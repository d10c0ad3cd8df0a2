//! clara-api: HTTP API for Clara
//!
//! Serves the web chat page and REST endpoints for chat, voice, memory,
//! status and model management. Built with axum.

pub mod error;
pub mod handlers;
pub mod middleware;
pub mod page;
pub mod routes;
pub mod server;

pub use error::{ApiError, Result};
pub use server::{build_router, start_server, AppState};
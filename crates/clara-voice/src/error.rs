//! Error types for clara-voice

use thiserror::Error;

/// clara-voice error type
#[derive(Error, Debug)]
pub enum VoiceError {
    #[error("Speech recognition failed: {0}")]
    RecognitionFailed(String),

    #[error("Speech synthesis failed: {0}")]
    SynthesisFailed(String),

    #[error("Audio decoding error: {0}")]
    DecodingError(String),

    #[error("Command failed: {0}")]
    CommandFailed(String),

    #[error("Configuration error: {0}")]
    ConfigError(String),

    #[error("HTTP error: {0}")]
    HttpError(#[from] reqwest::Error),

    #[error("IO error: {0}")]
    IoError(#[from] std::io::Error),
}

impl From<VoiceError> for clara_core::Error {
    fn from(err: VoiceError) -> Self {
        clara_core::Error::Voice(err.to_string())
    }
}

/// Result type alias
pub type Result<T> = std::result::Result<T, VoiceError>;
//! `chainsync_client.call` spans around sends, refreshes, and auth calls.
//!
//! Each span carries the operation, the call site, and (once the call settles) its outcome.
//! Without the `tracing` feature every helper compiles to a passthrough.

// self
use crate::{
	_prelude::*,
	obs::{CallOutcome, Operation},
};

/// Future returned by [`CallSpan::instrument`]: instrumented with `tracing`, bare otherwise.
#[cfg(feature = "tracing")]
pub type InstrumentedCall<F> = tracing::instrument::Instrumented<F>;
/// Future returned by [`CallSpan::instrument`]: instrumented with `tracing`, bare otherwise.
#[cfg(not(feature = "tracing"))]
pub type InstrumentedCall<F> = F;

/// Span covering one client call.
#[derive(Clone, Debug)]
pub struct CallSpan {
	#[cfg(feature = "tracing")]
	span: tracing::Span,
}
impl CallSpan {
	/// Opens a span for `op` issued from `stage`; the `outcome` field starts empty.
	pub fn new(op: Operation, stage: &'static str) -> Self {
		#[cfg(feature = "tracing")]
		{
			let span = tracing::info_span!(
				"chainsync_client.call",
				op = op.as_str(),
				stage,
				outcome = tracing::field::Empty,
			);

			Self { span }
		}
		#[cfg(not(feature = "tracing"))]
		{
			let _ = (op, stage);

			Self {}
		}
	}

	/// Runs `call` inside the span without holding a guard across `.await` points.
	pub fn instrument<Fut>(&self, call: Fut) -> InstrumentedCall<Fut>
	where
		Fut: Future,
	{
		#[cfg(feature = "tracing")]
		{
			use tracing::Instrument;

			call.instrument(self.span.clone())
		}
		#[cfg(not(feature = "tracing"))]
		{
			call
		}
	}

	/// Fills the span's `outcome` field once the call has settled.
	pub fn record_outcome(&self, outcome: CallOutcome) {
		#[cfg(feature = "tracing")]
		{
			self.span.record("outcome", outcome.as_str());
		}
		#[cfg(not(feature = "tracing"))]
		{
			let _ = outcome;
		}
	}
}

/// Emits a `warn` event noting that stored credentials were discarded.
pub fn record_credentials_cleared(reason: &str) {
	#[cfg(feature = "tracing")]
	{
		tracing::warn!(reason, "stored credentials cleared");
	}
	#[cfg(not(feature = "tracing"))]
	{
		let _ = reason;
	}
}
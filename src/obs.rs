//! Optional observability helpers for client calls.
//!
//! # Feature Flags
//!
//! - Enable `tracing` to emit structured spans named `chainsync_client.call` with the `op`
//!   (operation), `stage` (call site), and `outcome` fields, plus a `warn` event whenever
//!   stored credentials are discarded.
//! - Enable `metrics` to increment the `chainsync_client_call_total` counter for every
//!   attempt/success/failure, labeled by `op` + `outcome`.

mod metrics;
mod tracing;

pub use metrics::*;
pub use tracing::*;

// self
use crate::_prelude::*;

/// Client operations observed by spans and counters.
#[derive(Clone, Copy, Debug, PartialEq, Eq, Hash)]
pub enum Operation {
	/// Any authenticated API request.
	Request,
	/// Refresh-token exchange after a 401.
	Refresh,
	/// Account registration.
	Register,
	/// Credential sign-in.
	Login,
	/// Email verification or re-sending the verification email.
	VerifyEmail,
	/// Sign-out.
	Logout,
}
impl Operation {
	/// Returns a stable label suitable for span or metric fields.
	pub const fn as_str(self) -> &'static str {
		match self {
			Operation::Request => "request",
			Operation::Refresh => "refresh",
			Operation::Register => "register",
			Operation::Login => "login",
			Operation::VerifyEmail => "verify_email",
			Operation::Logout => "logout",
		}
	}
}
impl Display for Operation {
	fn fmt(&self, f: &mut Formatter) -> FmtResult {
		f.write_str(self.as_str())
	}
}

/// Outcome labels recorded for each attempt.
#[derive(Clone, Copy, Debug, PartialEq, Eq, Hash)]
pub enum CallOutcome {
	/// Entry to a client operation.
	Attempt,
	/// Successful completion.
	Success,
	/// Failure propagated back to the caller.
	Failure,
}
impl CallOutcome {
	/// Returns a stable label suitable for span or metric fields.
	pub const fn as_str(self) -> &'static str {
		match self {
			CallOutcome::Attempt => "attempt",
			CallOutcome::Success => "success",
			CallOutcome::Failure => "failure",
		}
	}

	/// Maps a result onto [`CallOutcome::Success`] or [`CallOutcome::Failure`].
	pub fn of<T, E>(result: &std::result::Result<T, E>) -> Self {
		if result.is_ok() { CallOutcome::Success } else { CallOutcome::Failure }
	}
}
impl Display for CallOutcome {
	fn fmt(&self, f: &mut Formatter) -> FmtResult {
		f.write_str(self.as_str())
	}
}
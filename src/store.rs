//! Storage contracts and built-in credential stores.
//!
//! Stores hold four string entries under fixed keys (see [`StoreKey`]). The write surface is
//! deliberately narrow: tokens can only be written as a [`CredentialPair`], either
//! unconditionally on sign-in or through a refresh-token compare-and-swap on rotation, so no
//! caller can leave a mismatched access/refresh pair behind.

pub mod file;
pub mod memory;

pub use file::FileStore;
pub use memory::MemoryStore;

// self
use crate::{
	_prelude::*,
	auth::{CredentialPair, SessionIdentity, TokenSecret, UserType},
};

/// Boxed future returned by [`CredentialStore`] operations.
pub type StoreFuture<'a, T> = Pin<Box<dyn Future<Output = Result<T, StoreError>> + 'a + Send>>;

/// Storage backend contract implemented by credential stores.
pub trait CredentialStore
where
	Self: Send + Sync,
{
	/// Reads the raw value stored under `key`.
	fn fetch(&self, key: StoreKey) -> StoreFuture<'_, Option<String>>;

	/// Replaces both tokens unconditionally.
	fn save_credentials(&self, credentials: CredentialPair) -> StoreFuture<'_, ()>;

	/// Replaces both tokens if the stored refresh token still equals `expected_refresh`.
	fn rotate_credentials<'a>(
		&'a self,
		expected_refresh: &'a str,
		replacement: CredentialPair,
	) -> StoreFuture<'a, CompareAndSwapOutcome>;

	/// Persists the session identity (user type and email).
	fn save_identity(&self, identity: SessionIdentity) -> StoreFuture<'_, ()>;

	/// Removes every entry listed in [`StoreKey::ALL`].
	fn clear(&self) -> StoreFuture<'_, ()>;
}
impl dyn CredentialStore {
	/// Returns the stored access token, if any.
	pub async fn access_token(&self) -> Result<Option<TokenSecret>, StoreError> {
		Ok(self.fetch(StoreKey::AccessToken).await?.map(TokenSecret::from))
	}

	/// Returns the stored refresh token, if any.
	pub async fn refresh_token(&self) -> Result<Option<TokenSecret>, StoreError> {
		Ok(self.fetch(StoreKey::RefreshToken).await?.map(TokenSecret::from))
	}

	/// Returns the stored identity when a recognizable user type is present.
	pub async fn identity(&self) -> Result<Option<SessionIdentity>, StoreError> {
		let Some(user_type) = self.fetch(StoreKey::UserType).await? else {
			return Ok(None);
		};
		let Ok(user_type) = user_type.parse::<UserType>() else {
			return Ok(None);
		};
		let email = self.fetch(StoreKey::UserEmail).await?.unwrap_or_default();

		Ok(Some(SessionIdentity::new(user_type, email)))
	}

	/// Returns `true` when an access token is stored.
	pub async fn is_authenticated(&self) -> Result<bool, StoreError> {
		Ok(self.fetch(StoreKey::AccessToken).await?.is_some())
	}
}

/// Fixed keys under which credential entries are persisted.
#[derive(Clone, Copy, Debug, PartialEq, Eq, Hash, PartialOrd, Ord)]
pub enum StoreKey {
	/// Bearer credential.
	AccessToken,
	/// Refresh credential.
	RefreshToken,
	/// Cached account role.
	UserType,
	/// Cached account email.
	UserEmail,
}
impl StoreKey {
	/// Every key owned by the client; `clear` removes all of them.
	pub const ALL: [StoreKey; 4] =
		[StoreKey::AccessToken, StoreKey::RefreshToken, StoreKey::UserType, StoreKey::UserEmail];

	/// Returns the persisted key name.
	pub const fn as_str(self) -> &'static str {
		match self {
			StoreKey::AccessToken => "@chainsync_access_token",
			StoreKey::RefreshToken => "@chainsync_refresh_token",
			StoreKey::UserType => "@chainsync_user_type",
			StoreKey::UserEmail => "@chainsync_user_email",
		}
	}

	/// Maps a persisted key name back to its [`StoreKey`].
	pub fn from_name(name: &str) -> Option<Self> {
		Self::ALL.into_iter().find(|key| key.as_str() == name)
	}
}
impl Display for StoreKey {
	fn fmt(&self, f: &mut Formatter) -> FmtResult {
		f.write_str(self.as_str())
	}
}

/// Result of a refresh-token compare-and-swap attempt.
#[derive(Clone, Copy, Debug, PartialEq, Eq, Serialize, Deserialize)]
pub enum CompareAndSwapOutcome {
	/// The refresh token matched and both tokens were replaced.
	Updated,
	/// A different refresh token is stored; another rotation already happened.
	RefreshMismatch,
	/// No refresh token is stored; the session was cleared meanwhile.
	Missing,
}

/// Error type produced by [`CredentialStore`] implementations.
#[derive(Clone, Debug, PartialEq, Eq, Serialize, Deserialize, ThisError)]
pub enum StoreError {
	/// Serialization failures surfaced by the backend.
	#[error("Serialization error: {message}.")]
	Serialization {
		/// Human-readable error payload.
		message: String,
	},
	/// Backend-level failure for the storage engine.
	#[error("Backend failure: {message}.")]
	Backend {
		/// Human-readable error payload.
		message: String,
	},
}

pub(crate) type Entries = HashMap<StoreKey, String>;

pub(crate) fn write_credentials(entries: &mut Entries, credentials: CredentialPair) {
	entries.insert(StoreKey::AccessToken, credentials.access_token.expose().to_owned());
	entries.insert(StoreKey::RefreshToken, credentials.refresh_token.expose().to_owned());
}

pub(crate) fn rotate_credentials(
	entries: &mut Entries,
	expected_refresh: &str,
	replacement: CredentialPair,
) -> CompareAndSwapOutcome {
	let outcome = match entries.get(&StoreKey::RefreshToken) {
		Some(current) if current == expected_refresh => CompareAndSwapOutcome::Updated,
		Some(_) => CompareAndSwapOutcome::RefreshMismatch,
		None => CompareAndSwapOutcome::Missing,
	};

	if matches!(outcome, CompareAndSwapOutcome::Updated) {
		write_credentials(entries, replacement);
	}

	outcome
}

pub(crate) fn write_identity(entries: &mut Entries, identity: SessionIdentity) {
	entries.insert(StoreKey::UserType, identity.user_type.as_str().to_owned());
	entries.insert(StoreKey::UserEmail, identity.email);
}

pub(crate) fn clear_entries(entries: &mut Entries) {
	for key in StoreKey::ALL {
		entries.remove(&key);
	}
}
☆ ☆ ☆ ☆ ☆ ☆ ☆
● **What you need to do**
Give the number of lines above that contain "Speech", and nothing more.

● **Task answer**
2